Oh, and of course some operations require a 'precision', like rotate.
> > When the precision is 0, all the bits in the LEN elements of
> > VEC are significant with no undefined bits. Precisionless
> > constants are limited to being one or two HOST_WIDE_INTs. When two
> > are used the upper value is 0, and the high order bit of the first
> > value is set. (Note that this may need to be generalized if it is
> > ever necessary to support 32bit HWIs again).
>
> I didn't understand this. When are two HOST_WIDE_INTs needed for
> "precision 0"?
For the wide_int containing unsigned HOST_WIDE_INT ~0. As we
sign-extend the representation (heh, yes, we do or should!) we
require an extra HWI to store the fact that ~0 is unsigned.
> The main thing that's changed since the early patches is that we now
> have a mixture of wide-int types. This seems to have led to a lot of
> boiler-plate forwarding functions (or at least it felt like that while
> moving them all out the class). And that in turn seems to be because
> you're trying to keep everything as member functions. E.g. a lot of the
> forwarders are from a member function to a static function.
>
> Wouldn't it be better to have the actual classes be light-weight,
> with little more than accessors, and do the actual work with non-member
> template functions?
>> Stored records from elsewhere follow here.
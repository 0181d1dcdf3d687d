//! Trip planning orchestration.
//!
//! Ties the API client, the disk cache and the route pipeline together:
//! fetch paths, strip their group boundary markers, process them into
//! summaries, then fill in segment geometry. The stop group directory is
//! the one thing served cache-first; everything else is live.

pub mod shapes;

pub use shapes::{enrich_route, enrich_routes, ShapeSource};

use std::sync::Arc;

use dojade_transit::identifiers::{GroupCode, StopCode};
use dojade_transit::models::{strip_group_boundaries, Path, StopGroup, TimetableEntry};
use dojade_transit::routes::{process_paths, RouteSummary};
use dojade_transit::search;
use dojade_transit::time::{Clock, ClockTime, SystemClock};

use crate::api::{ApiClient, Result};
use crate::cache::CacheStore;

/// Cache key for the stop group directory.
pub const STOP_GROUPS_CACHE_KEY: &str = "stop_groups";

pub struct TripPlanner {
    api: ApiClient,
    cache: CacheStore,
    clock: Arc<dyn Clock>,
}

impl TripPlanner {
    pub fn new(api: ApiClient, cache: CacheStore) -> Self {
        Self::with_clock(api, cache, Arc::new(SystemClock))
    }

    pub fn with_clock(api: ApiClient, cache: CacheStore, clock: Arc<dyn Clock>) -> Self {
        Self { api, cache, clock }
    }

    /// The stop group directory, served from cache when fresh. A failed
    /// cache write is logged and otherwise ignored; the fetched data is
    /// still returned.
    pub async fn stop_groups(&self) -> Result<Vec<StopGroup>> {
        if let Some(groups) = self.cache.get::<Vec<StopGroup>>(STOP_GROUPS_CACHE_KEY) {
            tracing::debug!("stop groups served from cache ({} groups)", groups.len());
            return Ok(groups);
        }

        let groups = self.api.stop_groups().await?;
        if let Err(err) = self.cache.set(STOP_GROUPS_CACHE_KEY, &groups) {
            tracing::debug!("stop group cache write failed: {err}");
        }
        Ok(groups)
    }

    /// Name suggestions for a partial query, best match first.
    pub async fn suggest(&self, query: &str, limit: usize) -> Result<Vec<StopGroup>> {
        let groups = self.stop_groups().await?;
        Ok(search::suggest(query, &groups, limit)
            .into_iter()
            .cloned()
            .collect())
    }

    /// Plan routes between two stop groups, shapes included. `departure`
    /// bounds the search to that time or later; `None` plans from now.
    pub async fn plan(
        &self,
        start: &GroupCode,
        end: &GroupCode,
        departure: Option<ClockTime>,
    ) -> Result<Vec<RouteSummary>> {
        let paths = self.api.paths(start, end, departure).await?;
        let trimmed: Vec<Path> = paths
            .iter()
            .map(|path| strip_group_boundaries(path).to_vec())
            .collect();

        let mut routes = process_paths(trimmed, self.clock.now_local());
        enrich_routes(&self.api, &mut routes).await;
        Ok(routes)
    }

    /// Remaining departures from a physical stop today.
    pub async fn departures(&self, stop: &StopCode) -> Result<Vec<TimetableEntry>> {
        self.api.timetable(stop).await
    }

    /// The closest stop group to a coordinate, with its distance in meters.
    pub async fn nearest(&self, lat: f64, lon: f64) -> Result<(StopGroup, f64)> {
        let group = self.api.closest_group(lat, lon).await?;
        let distance = group.distance_meters(geo::Point::new(lon, lat));
        Ok((group, distance))
    }
}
There seems to be 3 grades of wide-int:
>
> (1) read-only, constant precision (from int, etc.)
> (2) read-write, constant precision (fixed_wide_int)
> (3) read-write, variable precision (wide_int proper)
>
> but we should be able to hide that behind templates, with compiler errors
> if you try to write to (1), etc.
Yeah, I'm probably trying to clean up the implementation once I
got past recovering from two month without GCC ...
Richard.